There are three choices for the alternative hypothesis: μ < 150, μ > 150, and μ ≠ 150. We adopt the convention that the alternative hypothesis will be true if the data does not meet the requirements. In this case, the breaking strength of the fiber is required to be at least 150 psi, so we choose μ < 150 as our alternative hypothesis.

Formally, we state our hypotheses as:

H₀: μ = 150
H₁: μ < 150

Section B: Z-values[edit]

For convenience, we start by standardizing our theoretical distribution to have a mean of zero and a standard deviation of one. To do this, we first center the distribution around zero by subtracting the theoretical mean (150) from each point in the distribution. We then divide each point by the standard deviation (3). The sample mean can be standardized in the same manner. We plot the normalized distribution and sample mean in figure 2.
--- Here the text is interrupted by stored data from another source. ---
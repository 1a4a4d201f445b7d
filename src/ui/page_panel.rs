//! Page content rendering
//!
//! Draws the content tree inside a vertical scroll area, measures every
//! section and anchor for the navigation controller, applies smooth-scroll
//! animation, and feeds the scroll offset to the scroll spy.

use eframe::egui;
use egui::RichText;
use eduhack::{palette, ContentNode, Countdown, NodeKind, Region, ThemeColors};
use crate::app::AppState;
use crate::ui::countdown_view::render_countdown;
use crate::ui::particles_layer::paint_particles;

/// Id of the element that hosts the countdown display
const COUNTDOWN_HOST_ID: &str = "countdown";
const SECTION_SPACING: f32 = 48.0;
const CONTENT_MARGIN: i8 = 24;

/// Geometry captured while drawing, relative to the content top
#[derive(Default)]
struct LayoutCollector {
    origin: f32,
    regions: Vec<Region>,
    anchors: Vec<(String, f32)>,
}

impl LayoutCollector {
    fn record(&mut self, node: &ContentNode, rect: egui::Rect) {
        let Some(id) = node.non_empty_id() else {
            return;
        };
        let top = rect.top() - self.origin;
        if node.kind == NodeKind::Section {
            self.regions.push(Region::new(id, top, rect.height()));
        }
        self.anchors.push((id.to_string(), top));
    }
}

/// What node rendering needs besides the node itself
struct RenderContext<'a> {
    countdown: &'a Countdown,
    countdown_labels: &'a [String; 4],
    colors: ThemeColors,
}

/// Renders the page in the central panel
///
/// # Arguments
/// * `ui` - The egui UI context for drawing
/// * `state` - Mutable reference to application state
pub fn render_page_panel(ui: &mut egui::Ui, state: &mut AppState) {
    let now = ui.input(|i| i.time);

    if state.layout.show_particles() {
        paint_particles(ui.painter(), &state.particles, ui.max_rect(), now);
    }

    let Some(document) = state.page.document() else {
        ui.centered_and_justified(|ui| {
            ui.label("No page loaded");
        });
        return;
    };

    let mut scroll_area = egui::ScrollArea::vertical()
        .id_salt("page_scroll")
        .auto_shrink([false, false]);
    if let Some(offset) = state.navigation.animate(now) {
        scroll_area = scroll_area.vertical_scroll_offset(offset);
        ui.ctx().request_repaint();
    }

    let render_ctx = RenderContext {
        countdown: &state.countdown,
        countdown_labels: &document.config.countdown_labels,
        colors: palette(state.theme.current()),
    };

    let mut collector = LayoutCollector::default();
    let output = scroll_area.show(ui, |ui| {
        // Tops are measured from the scrollable content's top edge
        collector.origin = ui.min_rect().top();
        egui::Frame::default()
            .inner_margin(egui::Margin::same(CONTENT_MARGIN))
            .show(ui, |ui| {
                render_node(ui, &document.root, &render_ctx, &mut collector);
            });
    });

    let offset = output.state.offset.y;
    state.navigation.set_layout(collector.regions, collector.anchors);
    state.navigation.on_scroll(offset);
    state.layout.set_scroll_offset(offset);
}

fn render_node(ui: &mut egui::Ui, node: &ContentNode, render_ctx: &RenderContext, collector: &mut LayoutCollector) {
    let rect = match node.kind {
        NodeKind::Heading(level) => {
            let size = match level {
                1 => 34.0,
                2 => 26.0,
                3 => 20.0,
                _ => 16.0,
            };
            let heading = RichText::new(node.text.as_str()).size(size).strong();
            ui.label(heading.color(render_ctx.colors.heading)).rect
        }
        NodeKind::Paragraph => ui.label(node.text.as_str()).rect,
        NodeKind::ListItem => {
            ui.horizontal_wrapped(|ui| {
                ui.label("•");
                ui.label(node.text.as_str());
            })
            .response
            .rect
        }
        NodeKind::Section => {
            let rect = ui
                .vertical(|ui| render_children(ui, node, render_ctx, collector))
                .response
                .rect;
            ui.add_space(SECTION_SPACING);
            rect
        }
        NodeKind::Block => {
            ui.vertical(|ui| {
                render_children(ui, node, render_ctx, collector);
                if node.non_empty_id() == Some(COUNTDOWN_HOST_ID) {
                    render_countdown(ui, render_ctx.countdown, render_ctx.countdown_labels, &render_ctx.colors);
                }
            })
            .response
            .rect
        }
    };

    collector.record(node, rect);
}

fn render_children(ui: &mut egui::Ui, node: &ContentNode, render_ctx: &RenderContext, collector: &mut LayoutCollector) {
    if !node.text.is_empty() {
        ui.label(node.text.as_str());
    }
    for child in &node.children {
        render_node(ui, child, render_ctx, collector);
    }
}

#[cfg(test)]
mod tests {
    use super::*;

    #[test]
    fn test_collector_records_sections_and_anchors() {
        let mut collector = LayoutCollector {
            origin: 50.0,
            ..Default::default()
        };
        let rect = |top: f32, height: f32| egui::Rect::from_min_size(egui::pos2(0.0, top), egui::vec2(800.0, height));

        collector.record(&ContentNode::section("about"), rect(650.0, 400.0));
        collector.record(&ContentNode::block().with_id("countdown"), rect(300.0, 80.0));
        collector.record(&ContentNode::paragraph("no id"), rect(900.0, 20.0));
        collector.record(&ContentNode::section(""), rect(1000.0, 20.0));

        assert_eq!(collector.regions, vec![Region::new("about", 600.0, 400.0)]);
        assert_eq!(
            collector.anchors,
            vec![("about".to_string(), 600.0), ("countdown".to_string(), 250.0)]
        );
    }
}
//! Panel orchestration and layout management.
//!
//! Lays out the header, mobile menu, status bar, page and search panels,
//! and funnels their interactions into one enum for the coordinator.

use crate::app::AppState;
use crate::io::AsyncLoader;
use crate::ui::{header, mobile_menu, page_panel, search_panel, status_bar};

/// Result of panel interactions that need to be handled by the application coordinator.
#[derive(Debug, Clone, PartialEq)]
pub enum PanelInteraction {
    /// User requested to open a page file
    OpenPageRequested(std::path::PathBuf),
    /// User requested the built-in page
    OpenDemoRequested,
    /// A navigation link was clicked (header or mobile menu)
    NavigateTo(String),
    ToggleTheme,
    ToggleSearch,
    ToggleMenu,
    /// The search query was edited
    SearchQueryChanged,
    /// A search result was clicked; carries its region id
    SearchResultClicked(String),
}

impl From<header::HeaderInteraction> for PanelInteraction {
    fn from(interaction: header::HeaderInteraction) -> Self {
        match interaction {
            header::HeaderInteraction::OpenPageRequested(path) => PanelInteraction::OpenPageRequested(path),
            header::HeaderInteraction::OpenDemoRequested => PanelInteraction::OpenDemoRequested,
            header::HeaderInteraction::NavigateTo(id) => PanelInteraction::NavigateTo(id),
            header::HeaderInteraction::ToggleTheme => PanelInteraction::ToggleTheme,
            header::HeaderInteraction::ToggleSearch => PanelInteraction::ToggleSearch,
            header::HeaderInteraction::ToggleMenu => PanelInteraction::ToggleMenu,
        }
    }
}

impl From<search_panel::SearchPanelInteraction> for PanelInteraction {
    fn from(interaction: search_panel::SearchPanelInteraction) -> Self {
        match interaction {
            search_panel::SearchPanelInteraction::QueryChanged => PanelInteraction::SearchQueryChanged,
            search_panel::SearchPanelInteraction::ResultClicked(id) => PanelInteraction::SearchResultClicked(id),
        }
    }
}

/// Manages the layout and rendering of all UI panels.
pub struct PanelManager;

impl PanelManager {
    /// Renders all panels in the application window.
    ///
    /// This is the main entry point for rendering the entire UI, called from
    /// the eframe::App::update() implementation.
    pub fn render_all_panels(
        ctx: &egui::Context,
        state: &mut AppState,
        loader: &AsyncLoader,
    ) -> Option<PanelInteraction> {
        let mut interaction: Option<PanelInteraction> = None;
        state.layout.set_viewport_width(ctx.content_rect().width());

        // Header panel at the top
        let header_response = egui::TopBottomPanel::top("header").show(ctx, |ui| {
            if let Some(header_interaction) = header::render_header(ui, state) {
                interaction = Some(header_interaction.into());
            }

            if state.layout.is_narrow(state.navigation.config()) && state.navigation.menu().is_open() {
                ui.separator();
                if let Some(target) = mobile_menu::render_mobile_menu(ui, state) {
                    interaction = Some(PanelInteraction::NavigateTo(target));
                }
            }
        });

        // Status panel at the very bottom
        egui::TopBottomPanel::bottom("status_panel").show(ctx, |ui| {
            status_bar::render_status_bar(ui, state, loader);
        });

        // Page content fills the rest
        egui::CentralPanel::default().show(ctx, |ui| {
            page_panel::render_page_panel(ui, state);
        });

        // Search dropdown floats over the page, below the header
        let search_top = header_response.response.rect.bottom();
        if let Some(search_interaction) = search_panel::render_search_panel(ctx, state, search_top) {
            interaction = Some(search_interaction.into());
        }

        // Clicks outside the search widget close it
        let pressed_at = ctx.input(|i| if i.pointer.any_pressed() { i.pointer.interact_pos() } else { None });
        if let Some(pos) = pressed_at {
            state.search.handle_click(pos);
        }

        interaction
    }
}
We now assume that the null hypothesis is true and ask whether or not this assumption makes sense. Given that this assumption is true, the sample mean is most likely to be close to zero. To test this, we define a range over which we consider our sample mean to be unacceptable, the rejection region. If the sample mean is in the rejection region, it is too far from zero and we reject the null hypothesis.

We will define the lower limit to be z_α, where α=0.05. Graphically, given a standard Gaussian distribution, the area under the curve left of z_0.05 is equal to 5% of the total area. You can either look up z_α in a table or calculate it using a software package. Using Excel, the appropriate function is =NORMSINV(alpha). The corresponding function in R is qnorm(alpha). Using one of these methods, we find that z_0.05=−1.64.
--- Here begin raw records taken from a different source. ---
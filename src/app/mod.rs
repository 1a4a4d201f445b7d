//! Application-level modules for the EduHack page viewer.
//!
//! This module contains the composition root and the coordinators that wire
//! egui and eframe to the page controllers.

mod app_state;
mod application_coordinator;
mod theme_coordinator;
mod settings_coordinator;
mod site_overrides;

pub use app_state::AppState;
pub use application_coordinator::ApplicationCoordinator;
pub use theme_coordinator::{SharedPreferences, ThemeCoordinator};
pub use settings_coordinator::SettingsCoordinator;
pub use site_overrides::SiteOverrides;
We then find the z-value of our data and compare the z-value to z_α. The formula for the z-value is as follows:

${\displaystyle z=({\overline {y}}-\mu _{0})({\frac {1}{\sigma }})({\sqrt {n}})}$

Because we have already standardized our data, μ₀=0 and σ=1, so this formula simplifies to ${\displaystyle {\overline {y}}{\sqrt {n}}=-0.417\cdot 2=-0.833}$. Note that the formula above normalizes the data, if it has not already been normalized. The z-value can be interpreted as the distance between the sample mean and μ₀, scaled by a factor which makes the z-value more extreme with large sample sizes. If we take many samples, our z-value is more likely to fall in the rejection region, because we are more certain of the accuracy of our sample mean.

The rejection region for our z-value is from negative infinity to z_α. We see that our z-value is greater than z_α. Therefore, we cannot reject the null hypothesis.

Section C: P-values[edit]

Another way to judge how likely it is that our null hypothesis is true is to calculate the P-value. If we were to redo the experiment, taking four new data points, the P-value gives us the probability of our new sample mean being at least as extreme as our original sample mean. Graphically, if we extend the critical region until it reaches our z-value, the P-value is equal to the area of the shaded region (see figure 3).

To calculate the P-value in Excel, use =NORMSDIST(-ABS(z)). In R, use pnorm(-abs(z)). (We use the negative absolute value because NORMSDIST and pnorm integrate from negative infinity to the z-value. If the z-value is positive, we instead want to integrate from the z-value to positive infinity, which is mathematically equivalent to integrating from negative infinity to the negative of the z-value.)

For this problem, we find that the P-value is 0.202. Note that a P-value of 0.5 indicates that the sample mean is equal to the mean of the theoretical distribution. You can see this graphically by noting that the z-value will be zero in this case, and integrating the theoretical distribution to zero covers half of the area. (Recall that the total area under a standard Gaussian curve is one.) The further the P-value is from 0.5, the greater the distance between the two means.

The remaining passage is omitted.